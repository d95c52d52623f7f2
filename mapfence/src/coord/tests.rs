//! Tests for coordinates, distance and tile conversion

use super::*;

fn coord(lat: f64, lon: f64) -> Coordinate {
    Coordinate::new(lat, lon).unwrap()
}

#[test]
fn test_new_rejects_out_of_range_latitude() {
    assert!(matches!(
        Coordinate::new(90.5, 0.0),
        Err(CoordError::InvalidLatitude(_))
    ));
    assert!(matches!(
        Coordinate::new(f64::NAN, 0.0),
        Err(CoordError::InvalidLatitude(_))
    ));
}

#[test]
fn test_new_rejects_out_of_range_longitude() {
    assert!(matches!(
        Coordinate::new(0.0, -180.5),
        Err(CoordError::InvalidLongitude(_))
    ));
}

#[test]
fn test_parse_lat_lon_pair() {
    let c: Coordinate = " 28.6139 , 77.2090".parse().unwrap();
    assert_eq!(c.latitude, 28.6139);
    assert_eq!(c.longitude, 77.2090);

    assert!(matches!(
        "28.6".parse::<Coordinate>(),
        Err(CoordError::Unparseable(_))
    ));
    assert!(matches!(
        "abc,1".parse::<Coordinate>(),
        Err(CoordError::Unparseable(_))
    ));
}

#[test]
fn test_distance_to_self_is_zero() {
    let delhi = DEFAULT_CENTER;
    assert_eq!(distance_meters(&delhi, &delhi), 0.0);
}

#[test]
fn test_one_degree_latitude_is_about_111_km() {
    let d = distance_meters(&coord(0.0, 0.0), &coord(1.0, 0.0));
    assert!((d - 111_195.0).abs() < 50.0, "got {}", d);
}

#[test]
fn test_delhi_to_mumbai() {
    // New Delhi to Mumbai is roughly 1150 km great-circle
    let mumbai = coord(19.0760, 72.8777);
    let d = distance_meters(&DEFAULT_CENTER, &mumbai);
    assert!((1_140_000.0..1_160_000.0).contains(&d), "got {}", d);
}

#[test]
fn test_distance_is_symmetric() {
    let a = coord(51.5074, -0.1278);
    let b = coord(48.8566, 2.3522);
    assert!((distance_meters(&a, &b) - distance_meters(&b, &a)).abs() < 1e-6);
}

#[test]
fn test_antipodal_points_do_not_produce_nan() {
    let d = distance_meters(&coord(0.0, 0.0), &coord(0.0, 180.0));
    assert!(d.is_finite());
    assert!((d - PI * EARTH_RADIUS_M).abs() < 1.0);
}

#[test]
fn test_destination_matches_distance() {
    for bearing in [0.0, 45.0, 90.0, 180.0, 270.0] {
        let target = destination(&DEFAULT_CENTER, bearing, 400.0);
        let d = distance_meters(&DEFAULT_CENTER, &target);
        assert!((d - 400.0).abs() < 0.01, "bearing {}: {}", bearing, d);
    }
}

#[test]
fn test_london_at_zoom_10() {
    let tile = to_tile_coords(&coord(51.5074, -0.1278), 10).unwrap();
    assert_eq!(tile.y, 340);
    assert_eq!(tile.x, 511);
    assert_eq!(tile.zoom, 10);
}

#[test]
fn test_equator_prime_meridian() {
    let tile = to_tile_coords(&coord(0.0, 0.0), 1).unwrap();
    assert_eq!(tile.x, 1);
    assert_eq!(tile.y, 1);
}

#[test]
fn test_east_edge_clamps_to_last_tile() {
    let tile = to_tile_coords(&coord(0.0, 180.0), 2).unwrap();
    assert_eq!(tile.x, 3);
}

#[test]
fn test_tile_rejects_polar_latitude() {
    assert!(matches!(
        to_tile_coords(&coord(89.0, 0.0), 10),
        Err(CoordError::InvalidLatitude(_))
    ));
}

#[test]
fn test_tile_rejects_zoom_above_max() {
    assert!(matches!(
        to_tile_coords(&coord(0.0, 0.0), 20),
        Err(CoordError::InvalidZoom(20))
    ));
}

#[test]
fn test_tile_northwest_corner_is_near_input() {
    let original = coord(40.7128, -74.0060);
    let tile = to_tile_coords(&original, 16).unwrap();
    let corner = tile_to_coordinate(&tile);

    assert!((corner.latitude - original.latitude).abs() < 0.01);
    assert!((corner.longitude - original.longitude).abs() < 0.01);
    assert!(corner.latitude >= original.latitude);
    assert!(corner.longitude <= original.longitude);
}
***
## WHAT THE TASK ASKS
Return a word-for-word copy of the lines above from the one holding "assert_eq!(tile.x, 3);" through the one holding "assert!((corner.latitude - original.latitude).abs()", with both of them included and nothing besides.

## RESULT FOR THIS EXERCISE
    assert_eq!(tile.x, 3);
}

#[test]
fn test_tile_rejects_polar_latitude() {
    assert!(matches!(
        to_tile_coords(&coord(89.0, 0.0), 10),
        Err(CoordError::InvalidLatitude(_))
    ));
}

#[test]
fn test_tile_rejects_zoom_above_max() {
    assert!(matches!(
        to_tile_coords(&coord(0.0, 0.0), 20),
        Err(CoordError::InvalidZoom(20))
    ));
}

#[test]
fn test_tile_northwest_corner_is_near_input() {
    let original = coord(40.7128, -74.0060);
    let tile = to_tile_coords(&original, 16).unwrap();
    let corner = tile_to_coordinate(&tile);

    assert!((corner.latitude - original.latitude).abs() < 0.01);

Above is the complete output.